START Extracted material
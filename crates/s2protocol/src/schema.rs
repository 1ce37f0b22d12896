//! Loader for per-build protocol schemas.
//!
//! A schema is a textual dump: a `typeinfos` list with one tuple-literal
//! type descriptor per line, three event-id tables, and a handful of named
//! type ids. The loader turns one dump into a [`Protocol`]. Malformed
//! schema text is a build-time defect of the embedded data, not a runtime
//! input condition; the registry maps a loader failure to "build unknown".

use thiserror::Error;

use crate::protocol::{EvtType, Protocol};
use crate::types::{Field, IntBounds, TypeInfo};

/// User ids replaced player ids in event framing from this base build on.
pub(crate) const USERID_BASE_BUILD: u32 = 24764;

/// Tracker events exist from this base build on.
pub(crate) const TRACKER_BASE_BUILD: u32 = 24944;

/// Errors raised while parsing a protocol schema dump.
#[derive(Debug, Error, Clone, PartialEq, Eq)]
pub enum SchemaError {
    /// A named section (e.g. `typeinfos`, `game_event_types`) never
    /// appeared.
    #[error("missing schema section {0:?}")]
    MissingSection(&'static str),

    /// A line did not match the shape its section requires.
    #[error("malformed schema line: {0:?}")]
    Malformed(String),
}

fn malformed(line: &str) -> SchemaError {
    SchemaError::Malformed(line.trim().to_owned())
}

/// Parses one schema dump into a protocol for the given base build.
pub(crate) fn parse(src: &str, base_build: u32) -> Result<Protocol, SchemaError> {
    let has_tracker_events = base_build >= TRACKER_BASE_BUILD;
    let mut lines = LineCursor::new(src);

    lines.seek("typeinfos")?;
    let mut type_infos = Vec::with_capacity(256);
    while let Some(line) = lines.next_line() {
        if line.trim_end() == "]" {
            break;
        }
        type_infos.push(parse_type_info(line)?);
    }

    lines.seek("game_event_types")?;
    let game_evt_types = parse_evt_types(&mut lines, "NNet.Game.S", "Event")?;
    let game_eventid_typeid = parse_named_int(lines.seek("game_eventid_typeid")?)?;

    lines.seek("message_event_types")?;
    let message_evt_types = parse_evt_types(&mut lines, "NNet.Game.S", "Message")?;
    let message_eventid_typeid = parse_named_int(lines.seek("message_eventid_typeid")?)?;

    let (tracker_evt_types, tracker_eventid_typeid) = if has_tracker_events {
        lines.seek("tracker_event_types")?;
        let types = parse_evt_types(&mut lines, "NNet.Replay.Tracker.S", "Event")?;
        let typeid = parse_named_int(lines.seek("tracker_eventid_typeid")?)?;
        (types, typeid)
    } else {
        (Vec::new(), 0)
    };

    let svaruint32_typeid = parse_named_int(lines.seek("svaruint32_typeid")?)?;

    // Before user ids existed, the same framing slot carried a player id.
    let userid_section = if base_build >= USERID_BASE_BUILD {
        "replay_userid_typeid"
    } else {
        "replay_playerid_typeid"
    };
    let replay_userid_typeid = parse_named_int(lines.seek(userid_section)?)?;

    let replay_header_typeid = parse_named_int(lines.seek("replay_header_typeid")?)?;
    let game_details_typeid = parse_named_int(lines.seek("game_details_typeid")?)?;
    let replay_initdata_typeid = parse_named_int(lines.seek("replay_initdata_typeid")?)?;

    Ok(Protocol {
        base_build,
        has_tracker_events,
        type_infos,
        game_evt_types,
        game_eventid_typeid,
        message_evt_types,
        message_eventid_typeid,
        tracker_evt_types,
        tracker_eventid_typeid,
        svaruint32_typeid,
        replay_userid_typeid,
        replay_header_typeid,
        game_details_typeid,
        replay_initdata_typeid,
    })
}

// -----------------------------------------------------------------------
// Line cursor
// -----------------------------------------------------------------------

struct LineCursor<'a> {
    lines: std::str::Lines<'a>,
}

impl<'a> LineCursor<'a> {
    fn new(src: &'a str) -> Self {
        Self { lines: src.lines() }
    }

    fn next_line(&mut self) -> Option<&'a str> {
        self.lines.next()
    }

    /// Advances to the next line starting with `prefix` and returns it.
    fn seek(&mut self, prefix: &'static str) -> Result<&'a str, SchemaError> {
        self.lines
            .by_ref()
            .find(|line| line.starts_with(prefix))
            .ok_or(SchemaError::MissingSection(prefix))
    }
}

/// Parses the trailing integer of a `name = value` line.
fn parse_named_int(line: &str) -> Result<usize, SchemaError> {
    let (_, value) = line.rsplit_once('=').ok_or_else(|| malformed(line))?;
    value.trim().parse().map_err(|_| malformed(line))
}

// -----------------------------------------------------------------------
// Event tables
// -----------------------------------------------------------------------

/// Parses an event table body: `id: (typeid, 'Qualified.Name'),` lines up
/// to the closing `}`. Names lose the given prefix and suffix. The result
/// is dense, indexed by event id, with gaps left empty.
fn parse_evt_types(
    lines: &mut LineCursor<'_>,
    strip_prefix: &str,
    strip_suffix: &str,
) -> Result<Vec<Option<EvtType>>, SchemaError> {
    let mut entries: Vec<EvtType> = Vec::new();
    let mut max_id: i64 = -1;

    while let Some(line) = lines.next_line() {
        if line.trim_end() == "}" {
            break;
        }
        let (id_text, rest) = line.split_once(':').ok_or_else(|| malformed(line))?;
        let id: i64 = id_text.trim().parse().map_err(|_| malformed(line))?;
        usize::try_from(id).map_err(|_| malformed(line))?;

        let (_, rest) = rest.split_once('(').ok_or_else(|| malformed(line))?;
        let (typeid_text, rest) = rest.split_once(',').ok_or_else(|| malformed(line))?;
        let typeid: usize = typeid_text.trim().parse().map_err(|_| malformed(line))?;

        let (_, rest) = rest.split_once('\'').ok_or_else(|| malformed(line))?;
        let (qualified, _) = rest.split_once('\'').ok_or_else(|| malformed(line))?;
        let name = qualified.strip_prefix(strip_prefix).unwrap_or(qualified);
        let name = name.strip_suffix(strip_suffix).unwrap_or(name);

        max_id = max_id.max(id);
        entries.push(EvtType {
            id,
            name: name.to_owned(),
            typeid,
        });
    }

    let mut table: Vec<Option<EvtType>> = Vec::new();
    table.resize_with((max_id + 1) as usize, || None);
    for e in entries {
        let id = e.id as usize;
        table[id] = Some(e);
    }
    Ok(table)
}

// -----------------------------------------------------------------------
// Type descriptor lines
// -----------------------------------------------------------------------

/// Parses one `typeinfos` line, e.g.:
///
/// ```text
/// ('_struct',[[('m_name',71,-3),('m_type',6,-2),('m_data',20,-1)]]),  #73
/// ```
fn parse_type_info(line: &str) -> Result<TypeInfo, SchemaError> {
    let mut scan = Scan::new(line);
    scan.skip_past('\'').map_err(|_| malformed(line))?;
    let name = scan.take_until('\'').map_err(|_| malformed(line))?;
    scan.skip_past('[').map_err(|_| malformed(line))?;

    let info = match name {
        "_int" => TypeInfo::Int(parse_bounds(&mut scan).map_err(|_| malformed(line))?),
        "_struct" => TypeInfo::Struct(parse_struct_fields(&mut scan).map_err(|_| malformed(line))?),
        "_choice" => {
            let bounds = parse_bounds(&mut scan).map_err(|_| malformed(line))?;
            let fields = parse_choice_fields(&mut scan).map_err(|_| malformed(line))?;
            TypeInfo::Choice { bounds, fields }
        }
        "_array" => {
            let bounds = parse_bounds(&mut scan).map_err(|_| malformed(line))?;
            scan.skip_past(',').map_err(|_| malformed(line))?;
            let element = scan
                .take_until(']')
                .ok()
                .and_then(|t| t.trim().parse().ok())
                .ok_or_else(|| malformed(line))?;
            TypeInfo::Array { bounds, element }
        }
        "_bitarray" => TypeInfo::BitArray(parse_bounds(&mut scan).map_err(|_| malformed(line))?),
        "_blob" => TypeInfo::Blob(parse_bounds(&mut scan).map_err(|_| malformed(line))?),
        "_optional" => {
            let inner = scan
                .take_until(']')
                .ok()
                .and_then(|t| t.trim().parse().ok())
                .ok_or_else(|| malformed(line))?;
            TypeInfo::Optional { inner }
        }
        "_bool" => TypeInfo::Bool,
        "_fourcc" => TypeInfo::FourCc,
        "_null" => TypeInfo::Null,
        _ => return Err(malformed(line)),
    };
    Ok(info)
}

/// Parses an `(offset, bits)` pair positioned at or before its `(`.
fn parse_bounds(scan: &mut Scan<'_>) -> Result<IntBounds, ()> {
    scan.skip_past('(')?;
    let offset: i64 = scan.take_until(',')?.trim().parse().map_err(|_| ())?;
    let bits: u8 = scan.take_until(')')?.trim().parse().map_err(|_| ())?;
    Ok(IntBounds { offset, bits })
}

/// Parses struct fields: `('m_name',typeid,tag)` triples until the list
/// runs out of quotes. `m_` prefixes are dropped; a `__parent` name marks
/// the field as a splice directive.
fn parse_struct_fields(scan: &mut Scan<'_>) -> Result<Vec<Field>, ()> {
    let mut fields = Vec::new();
    while scan.skip_past('\'').is_ok() {
        let raw_name = scan.take_until('\'')?;
        let is_name_parent = raw_name == "__parent";
        let name = raw_name.strip_prefix("m_").unwrap_or(raw_name);
        scan.skip_past(',')?;
        let typeid: usize = scan.take_until(',')?.trim().parse().map_err(|_| ())?;
        let tag: i64 = scan.take_until(')')?.trim().parse().map_err(|_| ())?;
        fields.push(Field {
            name: name.to_owned(),
            typeid,
            tag,
            is_name_parent,
        });
    }
    Ok(fields)
}

/// Parses choice variants: a `{tag: ('Name',typeid), ...}` mapping. The
/// result is ordered; the decoders index it by the decoded tag.
fn parse_choice_fields(scan: &mut Scan<'_>) -> Result<Vec<Field>, ()> {
    scan.skip_past('{')?;
    let mut fields = Vec::new();
    loop {
        let rest = scan.rest();
        let close = rest.find('}').ok_or(())?;
        match rest.find(':') {
            Some(colon) if colon < close => {}
            _ => break,
        }

        let tag_text = scan.take_until(':')?;
        let tag: i64 = tag_text
            .trim_matches(|c: char| !(c.is_ascii_digit() || c == '-'))
            .parse()
            .map_err(|_| ())?;
        scan.skip_past('\'')?;
        let name = scan.take_until('\'')?;
        scan.skip_past(',')?;
        let typeid: usize = scan.take_until(')')?.trim().parse().map_err(|_| ())?;
        fields.push(Field {
            name: name.to_owned(),
            typeid,
            tag,
            is_name_parent: false,
        });
    }
    Ok(fields)
}

/// A cursor over a single schema line.
struct Scan<'a> {
    s: &'a str,
}

impl<'a> Scan<'a> {
    fn new(s: &'a str) -> Self {
        Self { s }
    }

    fn rest(&self) -> &'a str {
        self.s
    }

    /// Advances just past the next occurrence of `c`.
    fn skip_past(&mut self, c: char) -> Result<(), ()> {
        let i = self.s.find(c).ok_or(())?;
        self.s = &self.s[i + c.len_utf8()..];
        Ok(())
    }

    /// Returns everything before the next occurrence of `c` and advances
    /// past it.
    fn take_until(&mut self, c: char) -> Result<&'a str, ()> {
        let i = self.s.find(c).ok_or(())?;
        let taken = &self.s[..i];
        self.s = &self.s[i + c.len_utf8()..];
        Ok(taken)
    }
}
//! Embedded per-build schema dumps.
//!
//! `BUILDS` maps a base build to its schema text. When several game
//! patches shipped byte-identical schemas, only the oldest build's dump is
//! embedded and the newer builds alias it through `DUPLICATES`.

/// Schema dumps, keyed by base build. Oldest first.
pub(crate) static BUILDS: &[(u32, &str)] = &[
    (15405, include_str!("builds/data/base15405.txt")),
    (24944, include_str!("builds/data/base24944.txt")),
    (80949, include_str!("builds/data/base80949.txt")),
];

/// Aliased builds: key shipped the same schema as the (older) value.
/// Values always point at a build present in `BUILDS`, never at another
/// alias.
pub(crate) static DUPLICATES: &[(u32, u32)] = &[
    (16561, 15405),
    (16605, 15405),
    (16755, 15405),
    (16939, 15405),
    (25604, 24944),
    (81009, 80949),
    (81102, 80949),
    (81433, 80949),
];

pub(crate) fn schema_source(base_build: u32) -> Option<&'static str> {
    BUILDS
        .iter()
        .find(|(build, _)| *build == base_build)
        .map(|(_, src)| *src)
}

pub(crate) fn duplicate_of(base_build: u32) -> Option<u32> {
    DUPLICATES
        .iter()
        .find(|(build, _)| *build == base_build)
        .map(|(_, older)| *older)
}

/// The highest base build with an embedded schema.
pub(crate) fn latest_base_build() -> u32 {
    BUILDS
        .iter()
        .map(|(build, _)| *build)
        .max()
        .unwrap_or_default()
}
END Extracted material
* Exercise goal
Show each line in the data where the string "while" appears.

* Answer below
/// Errors raised while parsing a protocol schema dump.
    while let Some(line) = lines.next_line() {
    while let Some(line) = lines.next_line() {
    while scan.skip_past('\'').is_ok() {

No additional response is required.